**WHAT THE TASK REQUIRES**. Every line of the data below that holds the string "Number" needs to be reported.

**DATA FOR PROCESSING**.
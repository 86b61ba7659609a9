//! Query parameters and their validation
//!
//! `QueryParameters` is what the caller hands us, either from CLI flags or
//! from a module-args JSON document written by the automation framework.
//! `QueryParameters::validate` turns it into a `Query`, the only form the
//! pipeline accepts, so nothing is fetched until every option has checked out.

use std::fs;
use std::num::IntErrorKind;
use std::path::Path;

use clap::ValueEnum;
use regex::Regex;
use serde::de::{self, Deserializer};
use serde::Deserialize;
use serde_json::Value;
use tracing::{debug, warn};

use crate::error::{LcFindError, LcFindResult, NUMERIC_BOUNDS_MESSAGE};

/// Key the automation framework wraps module arguments in.
const MODULE_ARGS_KEY: &str = "ANSIBLE_MODULE_ARGS";

#[derive(Debug, Clone, Copy, Default, PartialEq, Eq, Deserialize, ValueEnum)]
#[serde(rename_all = "lowercase")]
pub enum SortOrder {
    #[default]
    Ascending,
    Descending,
}

#[derive(Debug, Clone, Default, PartialEq, Eq, Deserialize)]
#[serde(from = "ModuleArgs")]
pub struct QueryParameters {
    pub region: Option<String>,
    pub name_regex: Option<String>,
    pub sort: Option<bool>,
    pub sort_order: Option<SortOrder>,
    pub sort_start: Option<String>,
    pub sort_end: Option<String>,
    pub profile: Option<String>,
}

/// Wire form of the module arguments. The region aliases are separate keys
/// here so a document may carry more than one of them.
#[derive(Debug, Deserialize)]
struct ModuleArgs {
    #[serde(default)]
    region: Option<String>,
    #[serde(default)]
    aws_region: Option<String>,
    #[serde(default)]
    ec2_region: Option<String>,
    #[serde(default)]
    name_regex: Option<String>,
    #[serde(default, deserialize_with = "deserialize_loose_bool")]
    sort: Option<bool>,
    #[serde(default)]
    sort_order: Option<SortOrder>,
    #[serde(default, deserialize_with = "deserialize_bound")]
    sort_start: Option<String>,
    #[serde(default, deserialize_with = "deserialize_bound")]
    sort_end: Option<String>,
    #[serde(default)]
    profile: Option<String>,
}

impl From<ModuleArgs> for QueryParameters {
    fn from(args: ModuleArgs) -> Self {
        let given = [&args.region, &args.aws_region, &args.ec2_region]
            .iter()
            .filter(|r| r.is_some())
            .count();
        if given > 1 {
            warn!("region given under more than one name; using the first of region, aws_region, ec2_region");
        }

        QueryParameters {
            region: args.region.or(args.aws_region).or(args.ec2_region),
            name_regex: args.name_regex,
            sort: args.sort,
            sort_order: args.sort_order,
            sort_start: args.sort_start,
            sort_end: args.sort_end,
            profile: args.profile,
        }
    }
}

/// Sorting and slicing, present only when sorting was requested.
#[derive(Debug, Clone, Copy, Default, PartialEq, Eq)]
pub struct SortSpec {
    pub order: SortOrder,
    pub start: Option<i64>,
    pub end: Option<i64>,
}

/// Validated query, ready for the pipeline.
#[derive(Debug, Clone)]
pub struct Query {
    pub region: String,
    pub profile: Option<String>,
    /// Compiled with a leading `^` so it only matches at the start of a name.
    pub name_pattern: Option<Regex>,
    pub sort: Option<SortSpec>,
}

impl QueryParameters {
    /// Parse a module-args document, either flat or wrapped in `ANSIBLE_MODULE_ARGS`.
    pub fn from_args_json(contents: &str) -> LcFindResult<Self> {
        let document: Value = serde_json::from_str(contents).map_err(|e| {
            LcFindError::validation(format!("module arguments are not valid JSON: {}", e))
        })?;

        let args = match document {
            Value::Object(mut map) => match map.remove(MODULE_ARGS_KEY) {
                Some(inner) => inner,
                None => Value::Object(map),
            },
            other => other,
        };

        serde_json::from_value(args)
            .map_err(|e| LcFindError::validation(format!("invalid module arguments: {}", e)))
    }

    pub fn from_args_file(path: &Path) -> LcFindResult<Self> {
        debug!("Reading module arguments from {}", path.display());
        let contents = fs::read_to_string(path).map_err(|e| {
            LcFindError::validation(format!(
                "could not read module arguments from {}: {}",
                path.display(),
                e
            ))
        })?;
        Self::from_args_json(&contents)
    }

    /// Overlay `overrides` on top of `self`; any option set in `overrides` wins.
    pub fn merge(self, overrides: QueryParameters) -> QueryParameters {
        QueryParameters {
            region: overrides.region.or(self.region),
            name_regex: overrides.name_regex.or(self.name_regex),
            sort: overrides.sort.or(self.sort),
            sort_order: overrides.sort_order.or(self.sort_order),
            sort_start: overrides.sort_start.or(self.sort_start),
            sort_end: overrides.sort_end.or(self.sort_end),
            profile: overrides.profile.or(self.profile),
        }
    }

    pub fn validate(&self) -> LcFindResult<Query> {
        let region = self
            .region
            .as_deref()
            .map(str::trim)
            .filter(|r| !r.is_empty())
            .ok_or_else(|| LcFindError::validation("missing required arguments: region"))?
            .to_string();

        let name_pattern = match self.name_regex.as_deref() {
            None | Some("") => None,
            Some(pattern) => Some(compile_prefix_pattern(pattern)?),
        };

        // Slice bounds are only looked at when sorting; otherwise they are inert.
        let sort = if self.sort.unwrap_or(false) {
            Some(SortSpec {
                order: self.sort_order.unwrap_or_default(),
                start: parse_bound(self.sort_start.as_deref())?,
                end: parse_bound(self.sort_end.as_deref())?,
            })
        } else {
            None
        };

        Ok(Query {
            region,
            profile: self.profile.clone().filter(|p| !p.is_empty()),
            name_pattern,
            sort,
        })
    }
}

fn compile_prefix_pattern(pattern: &str) -> LcFindResult<Regex> {
    Regex::new(&format!("^(?:{})", pattern)).map_err(|e| {
        LcFindError::validation(format!("invalid name_regex {:?}: {}", pattern, e))
    })
}

fn parse_bound(raw: Option<&str>) -> LcFindResult<Option<i64>> {
    let value = match raw {
        None | Some("") => return Ok(None),
        Some(value) => value.trim(),
    };

    // Well-formed integers beyond i64 saturate; slicing clamps them anyway.
    match value.parse::<i64>() {
        Ok(bound) => Ok(Some(bound)),
        Err(e) => match e.kind() {
            IntErrorKind::PosOverflow => Ok(Some(i64::MAX)),
            IntErrorKind::NegOverflow => Ok(Some(i64::MIN)),
            _ => Err(LcFindError::validation(NUMERIC_BOUNDS_MESSAGE)),
        },
    }
}

/// Boolean spellings accepted by the automation framework.
pub fn parse_loose_bool(value: &str) -> Option<bool> {
    match value.trim().to_ascii_lowercase().as_str() {
        "y" | "yes" | "on" | "1" | "true" | "t" => Some(true),
        "n" | "no" | "off" | "0" | "false" | "f" => Some(false),
        _ => None,
    }
}

fn deserialize_loose_bool<'de, D>(deserializer: D) -> Result<Option<bool>, D::Error>
where
    D: Deserializer<'de>,
{
    match Option::<Value>::deserialize(deserializer)? {
        None | Some(Value::Null) => Ok(None),
        Some(Value::Bool(b)) => Ok(Some(b)),
        Some(Value::Number(n)) => match n.as_f64() {
            Some(v) if v == 1.0 => Ok(Some(true)),
            Some(v) if v == 0.0 => Ok(Some(false)),
            _ => Err(de::Error::custom(format!("{} is not a valid boolean", n))),
        },
        Some(Value::String(s)) => parse_loose_bool(&s)
            .map(Some)
            .ok_or_else(|| de::Error::custom(format!("{:?} is not a valid boolean", s))),
        Some(other) => Err(de::Error::custom(format!("{} is not a valid boolean", other))),
    }
}

fn deserialize_bound<'de, D>(deserializer: D) -> Result<Option<String>, D::Error>
where
    D: Deserializer<'de>,
{
    match Option::<Value>::deserialize(deserializer)? {
        None | Some(Value::Null) => Ok(None),
        Some(Value::String(s)) => Ok(Some(s)),
        Some(Value::Number(n)) => Ok(Some(n.to_string())),
        Some(other) => Err(de::Error::custom(format!(
            "expected a string or integer slice bound, got {}",
            other
        ))),
    }
}

#[cfg(test)]
mod tests {
    use super::*;

    fn params(region: &str) -> QueryParameters {
        QueryParameters {
            region: Some(region.to_string()),
            ..Default::default()
        }
    }

    #[test]
    fn test_missing_region_is_rejected() {
        let err = QueryParameters::default().validate().unwrap_err();
        assert!(err.is_validation());
        assert!(err.to_string().contains("region"));

        let err = params("   ").validate().unwrap_err();
        assert!(err.is_validation());
    }

    #[test]
    fn test_defaults() {
        let query = params("eu-west-1").validate().unwrap();
        assert_eq!(query.region, "eu-west-1");
        assert!(query.name_pattern.is_none());
        assert!(query.sort.is_none());
        assert!(query.profile.is_none());
    }

    #[test]
    fn test_name_regex_is_anchored_at_start_only() {
        let query = QueryParameters {
            name_regex: Some("lc".to_string()),
            ..params("us-east-1")
        }
        .validate()
        .unwrap();
        let pattern = query.name_pattern.unwrap();
        assert!(pattern.is_match("lc-a"));
        assert!(pattern.is_match("lc"));
        assert!(!pattern.is_match("web-lc"));
        assert!(!pattern.is_match("LC-a"));
    }

    #[test]
    fn test_alternation_stays_anchored() {
        let query = QueryParameters {
            name_regex: Some("web|api".to_string()),
            ..params("us-east-1")
        }
        .validate()
        .unwrap();
        let pattern = query.name_pattern.unwrap();
        assert!(pattern.is_match("api-20240101"));
        assert!(!pattern.is_match("my-api"));
    }

    #[test]
    fn test_invalid_regex_is_validation_error() {
        let err = QueryParameters {
            name_regex: Some("lc-(".to_string()),
            ..params("us-east-1")
        }
        .validate()
        .unwrap_err();
        assert!(err.is_validation());
        assert!(err.to_string().contains("name_regex"));
    }

    #[test]
    fn test_non_numeric_bounds_rejected_when_sorting() {
        let err = QueryParameters {
            sort: Some(true),
            sort_start: Some("x".to_string()),
            ..params("us-east-1")
        }
        .validate()
        .unwrap_err();
        assert!(err.is_validation());
        assert!(err.to_string().contains(NUMERIC_BOUNDS_MESSAGE));

        let err = QueryParameters {
            sort: Some(true),
            sort_end: Some("1.5".to_string()),
            ..params("us-east-1")
        }
        .validate()
        .unwrap_err();
        assert!(err.to_string().contains(NUMERIC_BOUNDS_MESSAGE));
    }

    #[test]
    fn test_bounds_ignored_without_sort() {
        let query = QueryParameters {
            sort_start: Some("x".to_string()),
            sort_end: Some("y".to_string()),
            ..params("us-east-1")
        }
        .validate()
        .unwrap();
        assert!(query.sort.is_none());
    }

    #[test]
    fn test_bounds_parse() {
        let query = QueryParameters {
            sort: Some(true),
            sort_order: Some(SortOrder::Descending),
            sort_start: Some(" -2 ".to_string()),
            sort_end: Some("".to_string()),
            ..params("us-east-1")
        }
        .validate()
        .unwrap();
        assert_eq!(
            query.sort,
            Some(SortSpec {
                order: SortOrder::Descending,
                start: Some(-2),
                end: None,
            })
        );
    }

    #[test]
    fn test_oversized_bounds_saturate() {
        let query = QueryParameters {
            sort: Some(true),
            sort_start: Some("-100000000000000000000".to_string()),
            sort_end: Some("100000000000000000000".to_string()),
            ..params("us-east-1")
        }
        .validate()
        .unwrap();
        let spec = query.sort.unwrap();
        assert_eq!(spec.start, Some(i64::MIN));
        assert_eq!(spec.end, Some(i64::MAX));

        let err = QueryParameters {
            sort: Some(true),
            sort_end: Some("1e30".to_string()),
            ..params("us-east-1")
        }
        .validate()
        .unwrap_err();
        assert!(err.to_string().contains(NUMERIC_BOUNDS_MESSAGE));
    }

    #[test]
    fn test_region_and_alias_together() {
        let parsed = QueryParameters::from_args_json(
            r#"{"region": "us-east-1", "aws_region": "eu-west-1", "ec2_region": "ap-south-1"}"#,
        )
        .unwrap();
        assert_eq!(parsed.region.as_deref(), Some("us-east-1"));

        let parsed =
            QueryParameters::from_args_json(r#"{"aws_region": "eu-west-1", "ec2_region": "ap-south-1"}"#)
                .unwrap();
        assert_eq!(parsed.region.as_deref(), Some("eu-west-1"));
    }

    #[test]
    fn test_from_args_json_with_aliases_and_loose_types() {
        let parsed = QueryParameters::from_args_json(
            r#"{
                "ANSIBLE_MODULE_ARGS": {
                    "ec2_region": "ap-southeast-2",
                    "name_regex": "app-",
                    "sort": "yes",
                    "sort_order": "descending",
                    "sort_start": 0,
                    "sort_end": "3",
                    "_ansible_check_mode": false
                }
            }"#,
        )
        .unwrap();
        assert_eq!(parsed.region.as_deref(), Some("ap-southeast-2"));
        assert_eq!(parsed.sort, Some(true));
        assert_eq!(parsed.sort_order, Some(SortOrder::Descending));
        assert_eq!(parsed.sort_start.as_deref(), Some("0"));
        assert_eq!(parsed.sort_end.as_deref(), Some("3"));

        let flat = QueryParameters::from_args_json(r#"{"aws_region": "us-west-2", "sort": null}"#)
            .unwrap();
        assert_eq!(flat.region.as_deref(), Some("us-west-2"));
        assert_eq!(flat.sort, None);
    }

    #[test]
    fn test_from_args_json_rejects_bad_values() {
        let err = QueryParameters::from_args_json(r#"{"region": "x", "sort": "maybe"}"#)
            .unwrap_err();
        assert!(err.is_validation());

        let err = QueryParameters::from_args_json(r#"{"region": "x", "sort_order": "random"}"#)
            .unwrap_err();
        assert!(err.is_validation());

        let err = QueryParameters::from_args_json("not json").unwrap_err();
        assert!(err.is_validation());
    }

    #[test]
    fn test_merge_prefers_overrides() {
        let base = QueryParameters {
            region: Some("us-east-1".to_string()),
            name_regex: Some("old".to_string()),
            sort: Some(true),
            ..Default::default()
        };
        let overrides = QueryParameters {
            name_regex: Some("new".to_string()),
            profile: Some("ops".to_string()),
            ..Default::default()
        };
        let merged = base.merge(overrides);
        assert_eq!(merged.region.as_deref(), Some("us-east-1"));
        assert_eq!(merged.name_regex.as_deref(), Some("new"));
        assert_eq!(merged.sort, Some(true));
        assert_eq!(merged.profile.as_deref(), Some("ops"));
    }

    #[test]
    fn test_parse_loose_bool() {
        assert_eq!(parse_loose_bool("Yes"), Some(true));
        assert_eq!(parse_loose_bool("off"), Some(false));
        assert_eq!(parse_loose_bool("1"), Some(true));
        assert_eq!(parse_loose_bool("nope"), None);
    }
}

**ANSWER SPACE**.
        Some(Value::Number(n)) => match n.as_f64() {
        Some(Value::Number(n)) => Ok(Some(n.to_string())),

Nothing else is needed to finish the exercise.